Deficiencia de carnitina palmitoiltransferasa tipo II

Previous article Next article. CiteScore measures average citations received per document published. Renal acute failure is due to intratubular deposition of myoglobin. Print Send to a friend Export reference Mendeley Statistics. February Pages Other search option s Alphabetical list.

Differential diagnosis The differential diagnosis should include McArdle disease, Duchenne muscular dystrophy, cytochrome c oxidase deficiency see these termscomplex II deficiency, complex III deficiency and rhabdomyolysis due to excessive exercise, infections, autoimmune reactions or drug-related neuroleptic syndrome among others.

The severe infantile form may lead to sudden death during infancy due, in general, to paroxysmal cardiac arrhythmias. However they are a preventable cause of acute renal failure, which very often goes unnoticed.

Physical examination was unremarkable except for hyperemic pharynx and intense pain on muscle palpation. About cases of the myopathic form have been reported in the literature, but this number may under-estimate the disease prevalence.

Am J Obstet Gynecol Check this box if you wish to receive a copy of your message. SNIP measures contextual citation impact by wighting citations based on the total number of citations in a subject field. carnitna

File:Carnitine structure.png

The familial study disclosed that one sister was also affected. The treatment is to avoid the factors that can trigger rhabdomyolysis, like prolonged fasting, to eating a low-fat high-carbohydrate defociencia, frequent meals and with excessive carbohydrates intake after exercise. You can change the settings or obtain more information by clicking here. Other search option s Alphabetical list. For all other comments, please send your remarks via contact us.

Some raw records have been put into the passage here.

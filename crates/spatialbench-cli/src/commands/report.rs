//! Reports over stored batch results

use std::path::Path;

use anyhow::{Result, anyhow};
use spatialbench_eval::report::{ModelComparison, ReportFormat, generate_report};
use spatialbench_eval::summary::BatchSummary;

use crate::console;

/// Show a report for a previous batch
pub fn show(input: &Path, format: &str) -> Result<()> {
    let format: ReportFormat = format.parse().map_err(|e: String| anyhow!(e))?;
    let summary = BatchSummary::load(input)?;
    println!("{}", generate_report(&summary, format)?);
    Ok(())
}

/// Compare the batch results of several models
pub fn compare(dir: &Path) -> Result<()> {
    let comparison = ModelComparison::load(dir)?;
    if comparison.models.is_empty() {
        console::warn(&format!("No batch results found under {}", dir.display()));
        return Ok(());
    }

    println!("{}", comparison.render());
    let path = comparison.write(dir)?;
    console::success(&format!("Comparison saved to {}", path.display()));
    Ok(())
}
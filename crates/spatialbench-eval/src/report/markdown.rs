//! Markdown report generation

use anyhow::Result;

use super::status_label;
use crate::summary::BatchSummary;

/// Markdown report generator
pub struct MarkdownReporter;

impl MarkdownReporter {
    /// Generate a Markdown report
    pub fn generate(summary: &BatchSummary) -> Result<String> {
        let m = &summary.metadata;
        let mut md = String::new();

        md.push_str("# SpatialBench Evaluation Report\n\n");

        md.push_str("## Overview\n\n");
        md.push_str(&format!("- **Model**: {}\n", m.model));
        if let Some(run_id) = &m.run_id {
            md.push_str(&format!("- **Run**: {}\n", run_id));
        }
        md.push_str(&format!(
            "- **Timestamp**: {}\n\n",
            m.timestamp.format("%Y-%m-%d %H:%M:%S UTC")
        ));

        md.push_str("## Summary\n\n");
        md.push_str("| Metric | Value |\n|--------|-------|\n");
        md.push_str(&format!("| Total | {} |\n", m.total_evals));
        md.push_str(&format!("| Passed | {} |\n", m.passed));
        md.push_str(&format!("| Failed | {} |\n", m.failed));
        md.push_str(&format!("| Errors | {} |\n", m.errors));
        md.push_str(&format!("| Pass Rate | {:.1}% |\n", m.pass_rate));
        md.push_str(&format!("| Avg Duration | {:.1}s |\n", m.avg_duration_s));
        md.push_str(&format!("| Total Duration | {:.1}s |\n", m.total_duration_s));
        if let Some(cost) = m.total_cost {
            md.push_str(&format!("| Total Cost | ${:.4} |\n", cost));
        }
        if let Some(steps) = m.avg_steps_per_eval {
            md.push_str(&format!("| Avg Steps | {:.1} |\n", steps));
        }
        md.push('\n');

        md.push_str("## Results\n\n");
        md.push_str("| Eval | Status | Duration | Errors |\n");
        md.push_str("|------|--------|----------|--------|\n");
        for record in &summary.results {
            let errors: Vec<String> = record.errors().into_iter().map(|e| e.code).collect();
            md.push_str(&format!(
                "| {} | {} | {:.1}s | {} |\n",
                record.eval_id,
                status_label(record),
                record.duration_s().unwrap_or(0.0),
                errors.join(", ")
            ));
        }

        let failures: Vec<_> = summary
            .results
            .iter()
            .filter(|r| r.passed == Some(false))
            .filter_map(|r| r.grader_result.as_ref().map(|g| (&r.eval_id, g)))
            .collect();
        if !failures.is_empty() {
            md.push_str("\n## Failed Evaluations\n\n");
            for (eval_id, result) in failures {
                md.push_str(&format!("### {}\n\n```\n{}\n```\n\n", eval_id, result.reasoning));
            }
        }

        Ok(md)
    }
}
async fn collect(drain: Option<Drain>) -> String {
    let Some(Drain { buf, mut handle }) = drain else {
        return String::new();
    };
    // Orphaned grandchildren can keep a pipe open after the agent is killed.
    if tokio::time::timeout(DRAIN_TIMEOUT, &mut handle).await.is_err() {
        tracing::debug!("agent output pipe still open, keeping partial output");
        handle.abort();
    }
    let bytes = buf.lock().await;
    String::from_utf8_lossy(&bytes).to_string()
}

/// Stream-json events and the last `{"type": "result"}` event
fn parse_stream(stdout: &str) -> (Vec<Value>, Option<Value>) {
    let mut events = Vec::new();
    let mut result = None;
    for line in stdout.lines().map(str::trim).filter(|l| !l.is_empty()) {
        if let Ok(event) = serde_json::from_str::<Value>(line) {
            if event.get("type").and_then(Value::as_str) == Some("result") {
                result = Some(event.clone());
            }
            events.push(event);
        }
    }
    (events, result)
}

fn field(value: &Value, key: &str) -> Value {
    value.get(key).cloned().unwrap_or(Value::Null)
}

fn tail_chars(s: &str, n: usize) -> &str {
    match s.char_indices().rev().nth(n.saturating_sub(1)) {
        Some((idx, _)) if n > 0 => &s[idx..],
        _ if n == 0 => "",
        _ => s,
    }
}

fn head_chars(s: &str, n: usize) -> &str {
    match s.char_indices().nth(n) {
        Some((idx, _)) => &s[..idx],
        None => s,
    }
}

#[cfg(test)]
mod tests {
    use super::*;
    use tempfile::TempDir;

    fn sh(script: &str) -> CommandAgent {
        CommandAgent::new(&["sh".to_string(), "-c".to_string(), script.to_string()])
            .unwrap()
            .with_name("test-agent")
    }

    #[test]
    fn test_model_alias() {
        assert_eq!(claude_model_alias("anthropic/claude-sonnet-4-5"), "sonnet");
        assert_eq!(claude_model_alias("custom-model"), "custom-model");
    }

    #[test]
    fn test_claude_code_args() {
        let agent = CommandAgent::claude_code(Some("anthropic/claude-opus-4-5"));
        assert_eq!(agent.name(), "claudecode");
        let args = agent.render_args(Path::new("/ws"));
        assert_eq!(&args[args.len() - 2..], ["--model", "opus"]);
    }

    #[test]
    fn test_placeholders() {
        let agent = CommandAgent::new(&[
            "run-agent".to_string(),
            "--dir={workspace}".to_string(),
            "--model".to_string(),
            "{model}".to_string(),
        ])
        .unwrap()
        .with_model("m1");
        assert_eq!(
            agent.render_args(Path::new("/tmp/ws")),
            vec!["--dir=/tmp/ws", "--model", "m1"]
        );
    }

    #[test]
    fn test_char_helpers() {
        assert_eq!(tail_chars("abcdef", 2), "ef");
        assert_eq!(tail_chars("ab", 10), "ab");
        assert_eq!(tail_chars("ab", 0), "");
        assert_eq!(head_chars("héllo", 2), "hé");
        assert_eq!(head_chars("hi", 10), "hi");
    }

    #[test]
    fn test_parse_stream_picks_result_event() {
        let stdout = "{\"type\":\"system\"}\nnot json\n{\"type\":\"result\",\"total_cost_usd\":0.42,\"num_turns\":7}\n";
        let (events, result) = parse_stream(stdout);
        assert_eq!(events.len(), 2);
        assert_eq!(result.unwrap()["num_turns"], 7);
    }

    #[cfg(unix)]
    #[tokio::test]
    async fn test_invoke_reads_answer_and_cost() {
        let dir = TempDir::new().unwrap();
        let agent = sh(
            "cat > prompt.txt; echo '{\"type\":\"result\",\"total_cost_usd\":0.5,\"num_turns\":3,\"session_id\":\"s1\"}'; echo '{\"answer\": \"B\"}' > eval_answer.json",
        );

        let outcome = agent
            .invoke("Pick one", dir.path(), Duration::from_secs(30))
            .await
            .unwrap();

        assert_eq!(outcome.answer.as_ref().unwrap()["answer"], "B");
        assert_eq!(outcome.metadata["total_cost"], json!(0.5));
        assert_eq!(outcome.metadata["n_turns"], json!(3));
        assert!(!outcome.timed_out());
        assert!(dir.path().join(TRAJECTORY_FILE).exists());

        let prompt = std::fs::read_to_string(dir.path().join("prompt.txt")).unwrap();
        assert!(prompt.starts_with("Pick one"));
        assert!(prompt.contains("CRITICAL"));
    }

    #[cfg(unix)]
    #[tokio::test]
    async fn test_invoke_missing_answer() {
        let dir = TempDir::new().unwrap();
        let agent = sh("echo working; echo oops >&2");

        let outcome = agent
            .invoke("task", dir.path(), Duration::from_secs(30))
            .await
            .unwrap();

        assert!(outcome.answer.is_none());
        let details = &outcome.metadata["error_details"];
        assert_eq!(details["error"], "Agent did not create eval_answer.json");
        assert_eq!(details["timed_out"], false);

        let log = std::fs::read_to_string(dir.path().join(AGENT_LOG_FILE)).unwrap();
        assert!(log.contains("working"));
        assert!(log.contains("STDERR:\noops"));
    }

    #[cfg(unix)]
    #[tokio::test]
    async fn test_invoke_malformed_answer() {
        let dir = TempDir::new().unwrap();
        let agent = sh("echo '{not json' > eval_answer.json");

        let outcome = agent
            .invoke("task", dir.path(), Duration::from_secs(30))
            .await
            .unwrap();

        assert!(outcome.answer.is_none());
        let details = &outcome.metadata["error_details"];
        assert!(details["error"].as_str().unwrap().starts_with("Failed to parse eval_answer.json"));
        assert_eq!(details["file_contents"], "{not json\n");
    }

    #[cfg(unix)]
    #[tokio::test]
    async fn test_invoke_timeout_kills_agent() {
        let dir = TempDir::new().unwrap();
        let agent = sh("echo started; exec sleep 30");

        let started = Instant::now();
        let outcome = agent
            .invoke("task", dir.path(), Duration::from_millis(300))
            .await
            .unwrap();

        assert!(started.elapsed() < Duration::from_secs(10));
        assert!(outcome.timed_out());
        assert_eq!(outcome.metadata["eval_timeout_seconds"], json!(0));
        assert_eq!(outcome.metadata["error_details"]["error"], "Agent timed out");

        let log = std::fs::read_to_string(dir.path().join(AGENT_LOG_FILE)).unwrap();
        assert!(log.starts_with("started"));
        assert!(log.contains("Agent timed out after"));
    }

    #[cfg(unix)]
    #[tokio::test]
    async fn test_timeout_keeps_output_when_pipe_stays_open() {
        let dir = TempDir::new().unwrap();
        // The backgrounded sleep inherits stdout and outlives the killed agent.
        let agent = sh("echo partial-marker; sleep 30 & exec sleep 30");

        let outcome = agent
            .invoke("task", dir.path(), Duration::from_millis(300))
            .await
            .unwrap();

        assert!(outcome.timed_out());
        let log = std::fs::read_to_string(dir.path().join(AGENT_LOG_FILE)).unwrap();
        assert!(log.contains("partial-marker"));
        assert!(log.contains("Agent timed out after"));
    }

    #[tokio::test]
    async fn test_spawn_failure_is_invocation_error() {
        let dir = TempDir::new().unwrap();
        let agent = CommandAgent::new(&["/nonexistent/agent-binary".to_string()]).unwrap();
        let err = agent
            .invoke("task", dir.path(), Duration::from_secs(1))
            .await
            .unwrap_err();
        assert!(matches!(err, AgentError::Invocation(_)));
    }
}
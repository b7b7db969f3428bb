//! Scoring strategies
//!
//! Every strategy implements [`Grader`]. A grader validates the answer fields
//! it needs, compares them against the ground truth carried in its config and
//! reports a verdict with per-check diagnostics.

mod distribution;
mod label_set;
mod marker_gene;
mod multiple_choice;
mod numeric;
mod spatial;

pub use distribution::DistributionComparisonGrader;
pub use label_set::LabelSetJaccardGrader;
pub use marker_gene::{MarkerGenePrecisionRecallGrader, MarkerGeneSeparationGrader};
pub use multiple_choice::MultipleChoiceGrader;
pub use numeric::NumericToleranceGrader;
pub use spatial::SpatialAdjacencyGrader;

use serde_json::Value;

use crate::transcript::{Message, extract_answer};
use crate::{AgentAnswer, GraderKind, GraderOutcome, GraderResult};

/// Reasoning used when no answer could be recovered from a transcript
pub const NO_ANSWER_REASONING: &str = "Failed to extract answer from conversation history";

/// A scoring strategy
pub trait Grader: Send + Sync {
    /// Strategy implemented by this grader
    fn kind(&self) -> GraderKind;

    /// Grade an already-parsed answer.
    ///
    /// A missing required field yields a failing result. A present field of
    /// the wrong type, or a config that does not fit the grader, is an error.
    fn evaluate_answer(&self, answer: &AgentAnswer, config: &Value) -> GraderOutcome<GraderResult>;

    /// Grade the answer submitted in a transcript
    fn evaluate(&self, transcript: &[Message], config: &Value) -> GraderOutcome<GraderResult> {
        match extract_answer(transcript) {
            Some(answer) => self.evaluate_answer(&answer, config),
            None => Ok(GraderResult::rejected(NO_ANSWER_REASONING, None)),
        }
    }
}

/// Instantiate the built-in grader for a kind
pub fn grader_for(kind: GraderKind) -> Box<dyn Grader> {
    match kind {
        GraderKind::NumericTolerance => Box::new(NumericToleranceGrader),
        GraderKind::LabelSetJaccard => Box::new(LabelSetJaccardGrader),
        GraderKind::DistributionComparison => Box::new(DistributionComparisonGrader),
        GraderKind::MarkerGenePrecisionRecall => Box::new(MarkerGenePrecisionRecallGrader),
        GraderKind::MarkerGeneSeparation => Box::new(MarkerGeneSeparationGrader),
        GraderKind::SpatialAdjacency => Box::new(SpatialAdjacencyGrader),
        GraderKind::MultipleChoice => Box::new(MultipleChoiceGrader),
    }
}

#[cfg(test)]
mod tests {
    use super::*;
    use serde_json::json;

    #[test]
    fn test_grader_for_matches_kind() {
        for kind in GraderKind::all() {
            assert_eq!(grader_for(*kind).kind(), *kind);
        }
    }

    #[test]
    fn test_evaluate_without_answer_fails() {
        let grader = MultipleChoiceGrader;
        let transcript = vec![Message::assistant_text("I think it is B")];
        let result = grader
            .evaluate(&transcript, &json!({"correct_answer": "B"}))
            .unwrap();

        assert_eq!(result.passed, Some(false));
        assert_eq!(result.reasoning, NO_ANSWER_REASONING);
        assert!(result.agent_answer.is_none());
    }

    #[test]
    fn test_evaluate_extracts_then_grades() {
        let grader = MultipleChoiceGrader;
        let transcript = vec![Message::submission(
            "<EVAL_ANSWER>{\"answer\": \"b\"}</EVAL_ANSWER>",
        )];
        let result = grader
            .evaluate(&transcript, &json!({"correct_answer": "B"}))
            .unwrap();

        assert!(result.is_pass());
    }
}
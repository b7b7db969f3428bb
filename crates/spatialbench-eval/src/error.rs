//! Error taxonomy for the evaluation harness
//!
//! Only [`EvalError::InvalidTaskSpec`], [`EvalError::DataStaging`] and
//! [`EvalError::Workspace`] abort an evaluation. Every other variant is
//! recorded in the result metadata and the run continues to cleanup.

use serde::{Deserialize, Serialize};
use thiserror::Error;

/// Result type alias for harness operations
pub type HarnessResult<T> = Result<T, EvalError>;

/// Errors raised while running an evaluation
#[derive(Error, Debug, Clone, PartialEq)]
pub enum EvalError {
    /// Task spec could not be read, parsed or validated
    #[error("Invalid task spec: {0}")]
    InvalidTaskSpec(String),

    /// A referenced dataset could not be retrieved
    #[error("Failed to stage dataset {uri}: {message}")]
    DataStaging { uri: String, message: String },

    /// The per-evaluation workspace could not be prepared
    #[error("Workspace error: {0}")]
    Workspace(String),

    /// The agent adapter crashed or returned an internal error
    #[error("Agent invocation failed: {0}")]
    AgentInvocation(String),

    /// The agent exceeded its time budget
    #[error("Agent timed out after {secs} seconds")]
    AgentTimeout { secs: u64 },

    /// The answer file exists but is not a JSON object
    #[error("Failed to parse agent answer: {0}")]
    AnswerParse(String),

    /// The configured grader type is not registered
    #[error("Unknown grader type: {0}")]
    UnknownGraderType(String),

    /// The grader failed on the agent's answer
    #[error("Grader failed: {0}")]
    GraderRuntime(String),

    /// A batch worker could not produce a record
    #[error("Worker failed: {0}")]
    Worker(String),
}

impl EvalError {
    /// Create a data staging error
    pub fn data_staging(uri: impl Into<String>, message: impl Into<String>) -> Self {
        Self::DataStaging {
            uri: uri.into(),
            message: message.into(),
        }
    }

    /// Stable error code used in result metadata
    pub fn error_code(&self) -> &'static str {
        match self {
            Self::InvalidTaskSpec(_) => "invalid_task_spec",
            Self::DataStaging { .. } => "data_staging",
            Self::Workspace(_) => "workspace",
            Self::AgentInvocation(_) => "agent_invocation",
            Self::AgentTimeout { .. } => "agent_timeout",
            Self::AnswerParse(_) => "answer_parse",
            Self::UnknownGraderType(_) => "unknown_grader_type",
            Self::GraderRuntime(_) => "grader_runtime",
            Self::Worker(_) => "worker_failure",
        }
    }

    /// Whether this error aborts the evaluation before the agent runs
    pub fn is_fatal(&self) -> bool {
        matches!(
            self,
            Self::InvalidTaskSpec(_) | Self::DataStaging { .. } | Self::Workspace(_) | Self::Worker(_)
        )
    }

    /// Metadata entry describing this error
    pub fn to_entry(&self) -> ErrorEntry {
        ErrorEntry {
            code: self.error_code().to_string(),
            message: self.to_string(),
        }
    }
}

/// Error as recorded in `metadata.errors`
#[derive(Debug, Clone, PartialEq, Eq, Serialize, Deserialize)]
pub struct ErrorEntry {
    pub code: String,
    pub message: String,
}

impl ErrorEntry {
    /// Create an entry from a code and message
    pub fn new(code: impl Into<String>, message: impl Into<String>) -> Self {
        Self {
            code: code.into(),
            message: message.into(),
        }
    }
}
//! Cell type distribution grader

use std::collections::BTreeMap;

use serde::Deserialize;
use serde_json::Value;

use super::Grader;
use crate::fields::{as_number, mark, parse_config, quoted_list, verdict};
use crate::{AgentAnswer, GraderError, GraderKind, GraderOutcome, GraderResult, Metrics};

const TOTAL_FIELD: &str = "total_cells";
const DISTRIBUTION_FIELD: &str = "cell_type_distribution";

#[derive(Debug, Default, Deserialize)]
struct DistributionConfig {
    #[serde(default)]
    ground_truth: GroundTruth,
    #[serde(default)]
    tolerances: DistributionTolerances,
}

#[derive(Debug, Default, Deserialize)]
struct GroundTruth {
    #[serde(default)]
    total_cells: Option<f64>,
    #[serde(default)]
    cell_type_distribution: BTreeMap<String, f64>,
}

#[derive(Debug, Default, Deserialize)]
struct DistributionTolerances {
    #[serde(default)]
    total_cells: TotalTolerance,
    #[serde(default)]
    cell_type_percentages: PercentTolerance,
}

#[derive(Debug, Default, Deserialize)]
struct TotalTolerance {
    #[serde(default)]
    value: f64,
}

#[derive(Debug, Deserialize)]
struct PercentTolerance {
    #[serde(default = "default_pct_tolerance")]
    value: f64,
}

impl Default for PercentTolerance {
    fn default() -> Self {
        Self {
            value: default_pct_tolerance(),
        }
    }
}

fn default_pct_tolerance() -> f64 {
    3.0
}

/// Compares the total cell count and per-type percentages with ground truth.
///
/// Cell types reported by the agent but absent from the ground truth are
/// listed in the diagnostics without affecting the verdict.
#[derive(Debug, Default, Clone, Copy)]
pub struct DistributionComparisonGrader;

impl Grader for DistributionComparisonGrader {
    fn kind(&self) -> GraderKind {
        GraderKind::DistributionComparison
    }

    fn evaluate_answer(&self, answer: &AgentAnswer, config: &Value) -> GraderOutcome<GraderResult> {
        let config: DistributionConfig = parse_config(config)?;
        let pct_tolerance = config.tolerances.cell_type_percentages.value;

        let Some(agent_total) = answer.get(TOTAL_FIELD) else {
            return Ok(GraderResult::missing_field(TOTAL_FIELD, answer));
        };
        let Some(agent_distribution) = answer.get(DISTRIBUTION_FIELD) else {
            return Ok(GraderResult::missing_field(DISTRIBUTION_FIELD, answer));
        };
        let agent_distribution = agent_distribution
            .as_object()
            .ok_or_else(|| GraderError::invalid_field(DISTRIBUTION_FIELD, "an object of percentages"))?;

        let mut metrics = Metrics::new();
        let mut failures = Vec::new();
        let mut all_pass = true;
        let mut lines = Vec::new();

        if let Some(expected_total) = config.ground_truth.total_cells {
            let actual_total = as_number(agent_total, TOTAL_FIELD)?;
            let tolerance = config.tolerances.total_cells.value;
            let diff = (actual_total - expected_total).abs();
            let total_pass = diff <= tolerance;

            metrics.insert("total_cells_actual".into(), agent_total.clone());
            metrics.insert("total_cells_expected".into(), Value::from(expected_total));
            metrics.insert("total_cells_diff".into(), Value::from(diff));
            metrics.insert("total_cells_pass".into(), Value::Bool(total_pass));

            if !total_pass {
                all_pass = false;
                failures.push(format!(
                    "total_cells: {} vs {} (diff: {}, tolerance: {})",
                    agent_total, expected_total, diff, tolerance
                ));
            }

            lines.push(format!(
                "Total cells: {} vs {} {}",
                agent_total,
                expected_total,
                mark(total_pass)
            ));
            lines.push(String::new());
        }

        lines.push(format!(
            "Cell type percentages (tolerance: ±{}%):",
            pct_tolerance
        ));

        for (cell_type, &expected) in &config.ground_truth.cell_type_distribution {
            let Some(actual_raw) = agent_distribution.get(cell_type) else {
                all_pass = false;
                failures.push(format!("Missing cell type: {}", cell_type));
                metrics.insert(format!("{}_actual", cell_type), Value::Null);
                metrics.insert(format!("{}_expected", cell_type), Value::from(expected));
                metrics.insert(format!("{}_diff", cell_type), Value::Null);
                metrics.insert(format!("{}_pass", cell_type), Value::Bool(false));
                lines.push(format!("  ✗ {}: MISSING vs {:.4}%", cell_type, expected));
                continue;
            };

            let actual = as_number(actual_raw, &format!("{}.{}", DISTRIBUTION_FIELD, cell_type))?;
            let diff = (actual - expected).abs();
            let within = diff <= pct_tolerance;

            metrics.insert(format!("{}_actual", cell_type), actual_raw.clone());
            metrics.insert(format!("{}_expected", cell_type), Value::from(expected));
            metrics.insert(format!("{}_diff", cell_type), Value::from(diff));
            metrics.insert(format!("{}_pass", cell_type), Value::Bool(within));

            lines.push(format!(
                "  {} {}: {:.4}% vs {:.4}% (diff: {:.4}%)",
                mark(within),
                cell_type,
                actual,
                expected,
                diff
            ));

            if !within {
                all_pass = false;
                failures.push(format!(
                    "{}: {:.4}% vs {:.4}% (diff: {:.4}%, tolerance: {}%)",
                    cell_type, actual, expected, diff, pct_tolerance
                ));
            }
        }

        let extra_types: Vec<String> = agent_distribution
            .keys()
            .filter(|k| !config.ground_truth.cell_type_distribution.contains_key(*k))
            .cloned()
            .collect();
        if !extra_types.is_empty() {
            metrics.insert("extra_cell_types".into(), serde_json::to_value(&extra_types)?);
            failures.push(format!(
                "Extra cell types not in ground truth: {}",
                quoted_list(&extra_types)
            ));
            lines.push(String::new());
            lines.push(format!(
                "Extra cell types (not in ground truth): {}",
                quoted_list(&extra_types)
            ));
        }

        let mut reasoning = vec![format!("Distribution Comparison: {}", verdict(all_pass)), String::new()];
        reasoning.extend(lines);
        if !all_pass {
            reasoning.push(String::new());
            reasoning.push("Failures:".to_string());
            reasoning.extend(failures.iter().map(|f| format!("  - {}", f)));
        }

        Ok(GraderResult::graded(all_pass, metrics, reasoning.join("\n"), answer))
    }
}

#[cfg(test)]
mod tests {
    use super::*;
    use serde_json::json;

    fn config() -> Value {
        json!({
            "ground_truth": {
                "total_cells": 5000,
                "cell_type_distribution": {"T cell": 40.0, "B cell": 35.0, "Macrophage": 25.0}
            },
            "tolerances": {
                "total_cells": {"type": "absolute", "value": 100},
                "cell_type_percentages": {"type": "absolute", "value": 3.0}
            }
        })
    }

    fn grade(answer: Value, config: &Value) -> GraderResult {
        DistributionComparisonGrader
            .evaluate_answer(answer.as_object().unwrap(), config)
            .unwrap()
    }

    #[test]
    fn test_matching_distribution_passes() {
        let result = grade(
            json!({
                "total_cells": 5050,
                "cell_type_distribution": {"T cell": 41.5, "B cell": 33.0, "Macrophage": 25.5}
            }),
            &config(),
        );

        assert_eq!(result.passed, Some(true));
        assert_eq!(result.metric_f64("total_cells_diff"), Some(50.0));
        assert_eq!(result.metric_bool("B cell_pass"), Some(true));
        assert!(result.reasoning.contains("  ✓ T cell: 41.5000% vs 40.0000% (diff: 1.5000%)"));
        assert!(!result.reasoning.contains("Failures:"));
    }

    #[test]
    fn test_missing_cell_type_fails() {
        let result = grade(
            json!({
                "total_cells": 5000,
                "cell_type_distribution": {"T cell": 40.0, "B cell": 35.0}
            }),
            &config(),
        );

        assert_eq!(result.passed, Some(false));
        assert!(result.metrics["Macrophage_actual"].is_null());
        assert_eq!(result.metric_bool("Macrophage_pass"), Some(false));
        assert!(result.reasoning.contains("  ✗ Macrophage: MISSING vs 25.0000%"));
        assert!(result.reasoning.contains("  - Missing cell type: Macrophage"));
    }

    #[test]
    fn test_out_of_tolerance_percentage_fails() {
        let result = grade(
            json!({
                "total_cells": 5000,
                "cell_type_distribution": {"T cell": 50.0, "B cell": 25.0, "Macrophage": 25.0}
            }),
            &config(),
        );

        assert_eq!(result.passed, Some(false));
        assert_eq!(result.metric_f64("T cell_diff"), Some(10.0));
        assert_eq!(result.metric_bool("Macrophage_pass"), Some(true));
    }

    #[test]
    fn test_extra_cell_types_are_informational() {
        let result = grade(
            json!({
                "total_cells": 5000,
                "cell_type_distribution": {
                    "T cell": 40.0, "B cell": 35.0, "Macrophage": 20.0, "NK cell": 5.0
                }
            }),
            &config(),
        );

        assert_eq!(result.passed, Some(true));
        assert_eq!(result.metrics["extra_cell_types"], json!(["NK cell"]));
        assert!(
            result
                .reasoning
                .contains("Extra cell types (not in ground truth): ['NK cell']")
        );
    }

    #[test]
    fn test_total_cells_outside_tolerance() {
        let result = grade(
            json!({
                "total_cells": 4000,
                "cell_type_distribution": {"T cell": 40.0, "B cell": 35.0, "Macrophage": 25.0}
            }),
            &config(),
        );

        assert_eq!(result.passed, Some(false));
        assert_eq!(result.metric_bool("total_cells_pass"), Some(false));
        assert!(result.reasoning.contains("Total cells: 4000 vs 5000 ✗"));
    }

    #[test]
    fn test_default_percentage_tolerance() {
        let config = json!({
            "ground_truth": {"cell_type_distribution": {"A": 50.0, "B": 50.0}}
        });
        let within = grade(
            json!({"total_cells": 10, "cell_type_distribution": {"A": 52.9, "B": 47.1}}),
            &config,
        );
        let outside = grade(
            json!({"total_cells": 10, "cell_type_distribution": {"A": 53.5, "B": 46.5}}),
            &config,
        );

        assert!(within.is_pass());
        assert!(!within.metrics.contains_key("total_cells_pass"));
        assert!(!outside.is_pass());
    }

    #[test]
    fn test_missing_required_fields() {
        let no_total = grade(json!({"cell_type_distribution": {}}), &config());
        assert_eq!(
            no_total.reasoning,
            "Agent answer missing required field: total_cells"
        );

        let no_dist = grade(json!({"total_cells": 10}), &config());
        assert_eq!(
            no_dist.reasoning,
            "Agent answer missing required field: cell_type_distribution"
        );
    }

    #[test]
    fn test_non_object_distribution_is_error() {
        let err = DistributionComparisonGrader
            .evaluate_answer(
                json!({"total_cells": 10, "cell_type_distribution": [1, 2]})
                    .as_object()
                    .unwrap(),
                &config(),
            )
            .unwrap_err();
        assert!(matches!(err, GraderError::InvalidField { .. }));
    }
}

Summary Epidemiology About cases of the myopathic form have been reported in the literature, but this number may under-estimate the disease prevalence. Genetic counseling Transmission is autosomal recessive.

Transmission is autosomal recessive. Genetic counseling Transmission is autosomal recessive. The clinical picture consists of recurrent episodes of muscular weakness, myalgias, rhabdomyolysis or acute renal failure. CPT deficiency is the most frequent metabolic myopathy. Carmen Bernis aY. He was discharged with polyuria and decreasing creatinine. He was discharged with polyuria and decreasing creatinine.

If the disease-causing mutations are identified in an affected individual, early diagnosis by molecular genetic testing can be offered to at-risk relatives to reduce morbidity and mortality.